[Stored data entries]

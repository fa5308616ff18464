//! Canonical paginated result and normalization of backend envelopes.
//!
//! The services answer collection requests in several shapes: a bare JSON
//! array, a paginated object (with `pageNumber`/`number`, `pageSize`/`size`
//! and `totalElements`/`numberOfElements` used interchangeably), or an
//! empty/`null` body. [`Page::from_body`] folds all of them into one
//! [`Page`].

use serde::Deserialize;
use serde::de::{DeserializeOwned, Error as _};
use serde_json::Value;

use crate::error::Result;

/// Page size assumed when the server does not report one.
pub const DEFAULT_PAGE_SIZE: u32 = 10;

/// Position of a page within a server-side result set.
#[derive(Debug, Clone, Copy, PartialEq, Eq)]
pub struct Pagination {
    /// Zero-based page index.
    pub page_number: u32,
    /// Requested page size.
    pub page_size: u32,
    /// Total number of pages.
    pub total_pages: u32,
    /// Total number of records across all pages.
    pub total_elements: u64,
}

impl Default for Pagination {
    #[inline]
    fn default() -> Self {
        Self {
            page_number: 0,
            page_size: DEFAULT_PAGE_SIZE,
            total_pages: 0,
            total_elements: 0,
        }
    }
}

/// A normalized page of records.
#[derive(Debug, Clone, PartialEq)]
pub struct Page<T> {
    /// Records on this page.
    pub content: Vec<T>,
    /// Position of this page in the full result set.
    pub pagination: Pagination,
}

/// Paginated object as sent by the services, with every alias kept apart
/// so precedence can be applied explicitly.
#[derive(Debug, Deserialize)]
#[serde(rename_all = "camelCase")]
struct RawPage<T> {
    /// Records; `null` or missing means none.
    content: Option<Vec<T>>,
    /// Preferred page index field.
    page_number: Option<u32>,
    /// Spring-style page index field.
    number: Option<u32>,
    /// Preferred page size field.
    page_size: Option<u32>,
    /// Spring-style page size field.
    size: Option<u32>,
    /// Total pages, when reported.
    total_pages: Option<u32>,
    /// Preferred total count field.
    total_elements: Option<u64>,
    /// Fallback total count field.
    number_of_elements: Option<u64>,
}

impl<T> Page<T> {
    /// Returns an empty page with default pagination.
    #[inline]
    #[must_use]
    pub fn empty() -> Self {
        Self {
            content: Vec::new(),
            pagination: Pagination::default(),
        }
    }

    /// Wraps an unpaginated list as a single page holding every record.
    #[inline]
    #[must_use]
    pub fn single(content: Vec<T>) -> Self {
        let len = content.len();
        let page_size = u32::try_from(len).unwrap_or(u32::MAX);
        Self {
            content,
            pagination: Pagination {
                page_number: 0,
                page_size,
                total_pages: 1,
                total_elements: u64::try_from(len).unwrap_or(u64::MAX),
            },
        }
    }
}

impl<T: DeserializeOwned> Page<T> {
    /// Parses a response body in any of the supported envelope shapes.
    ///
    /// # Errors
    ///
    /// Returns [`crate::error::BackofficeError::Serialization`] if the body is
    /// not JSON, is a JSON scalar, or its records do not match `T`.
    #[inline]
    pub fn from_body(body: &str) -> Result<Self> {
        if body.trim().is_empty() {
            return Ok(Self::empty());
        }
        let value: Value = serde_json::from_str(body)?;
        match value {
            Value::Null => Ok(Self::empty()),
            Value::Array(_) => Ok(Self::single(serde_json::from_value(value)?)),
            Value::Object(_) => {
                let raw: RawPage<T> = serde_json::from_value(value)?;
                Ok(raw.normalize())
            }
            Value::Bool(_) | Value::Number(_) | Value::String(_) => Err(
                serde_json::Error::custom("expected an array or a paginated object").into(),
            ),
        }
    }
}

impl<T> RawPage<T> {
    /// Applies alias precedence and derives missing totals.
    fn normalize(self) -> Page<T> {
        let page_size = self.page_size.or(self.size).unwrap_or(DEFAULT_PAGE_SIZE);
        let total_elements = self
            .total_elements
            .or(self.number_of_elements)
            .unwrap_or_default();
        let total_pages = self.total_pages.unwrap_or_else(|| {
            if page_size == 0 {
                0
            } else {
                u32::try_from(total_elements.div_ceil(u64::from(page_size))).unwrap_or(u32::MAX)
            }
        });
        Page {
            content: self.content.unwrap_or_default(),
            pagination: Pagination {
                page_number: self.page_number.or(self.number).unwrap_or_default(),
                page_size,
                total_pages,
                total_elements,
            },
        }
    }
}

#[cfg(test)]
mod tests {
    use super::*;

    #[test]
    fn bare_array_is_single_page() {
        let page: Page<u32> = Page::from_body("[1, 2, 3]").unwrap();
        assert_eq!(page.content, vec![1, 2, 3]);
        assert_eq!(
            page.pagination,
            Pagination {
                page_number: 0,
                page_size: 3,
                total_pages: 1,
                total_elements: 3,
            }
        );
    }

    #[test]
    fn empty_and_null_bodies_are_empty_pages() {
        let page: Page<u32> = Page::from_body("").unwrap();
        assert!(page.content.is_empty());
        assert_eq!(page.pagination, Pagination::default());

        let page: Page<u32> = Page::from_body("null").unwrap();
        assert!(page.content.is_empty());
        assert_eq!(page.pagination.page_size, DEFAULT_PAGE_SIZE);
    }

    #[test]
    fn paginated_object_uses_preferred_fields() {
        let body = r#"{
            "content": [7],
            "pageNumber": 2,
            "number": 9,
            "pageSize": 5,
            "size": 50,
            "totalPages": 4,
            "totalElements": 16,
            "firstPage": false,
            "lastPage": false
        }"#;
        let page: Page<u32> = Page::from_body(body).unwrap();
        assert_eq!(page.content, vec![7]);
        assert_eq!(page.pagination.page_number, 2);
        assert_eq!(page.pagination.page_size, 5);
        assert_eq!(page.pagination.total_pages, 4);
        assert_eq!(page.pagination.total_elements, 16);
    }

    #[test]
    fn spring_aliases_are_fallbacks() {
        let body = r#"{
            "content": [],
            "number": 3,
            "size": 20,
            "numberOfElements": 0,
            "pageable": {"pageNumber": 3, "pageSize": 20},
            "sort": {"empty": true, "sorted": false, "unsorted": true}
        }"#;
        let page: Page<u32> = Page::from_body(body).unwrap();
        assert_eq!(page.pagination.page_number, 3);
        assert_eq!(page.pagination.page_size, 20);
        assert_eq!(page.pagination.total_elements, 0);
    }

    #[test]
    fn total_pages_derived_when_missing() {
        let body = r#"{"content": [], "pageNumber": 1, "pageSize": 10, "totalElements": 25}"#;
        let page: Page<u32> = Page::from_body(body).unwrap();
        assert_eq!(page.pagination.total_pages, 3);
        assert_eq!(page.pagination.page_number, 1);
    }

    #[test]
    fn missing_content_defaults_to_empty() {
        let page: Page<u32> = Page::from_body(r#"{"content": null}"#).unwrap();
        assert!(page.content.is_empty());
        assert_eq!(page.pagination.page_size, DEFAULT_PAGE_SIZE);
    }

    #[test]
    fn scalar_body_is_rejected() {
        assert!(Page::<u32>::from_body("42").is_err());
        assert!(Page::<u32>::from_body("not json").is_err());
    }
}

* _What the exercise asks_
Return exactly the lines above from the line that has "server-side result set." through the line that has "on this page.", inclusive, and nothing else.

* _Your response_
/// Position of a page within a server-side result set.
#[derive(Debug, Clone, Copy, PartialEq, Eq)]
pub struct Pagination {
    /// Zero-based page index.
    pub page_number: u32,
    /// Requested page size.
    pub page_size: u32,
    /// Total number of pages.
    pub total_pages: u32,
    /// Total number of records across all pages.
    pub total_elements: u64,
}

impl Default for Pagination {
    #[inline]
    fn default() -> Self {
        Self {
            page_number: 0,
            page_size: DEFAULT_PAGE_SIZE,
            total_pages: 0,
            total_elements: 0,
        }
    }
}

/// A normalized page of records.
#[derive(Debug, Clone, PartialEq)]
pub struct Page<T> {
    /// Records on this page.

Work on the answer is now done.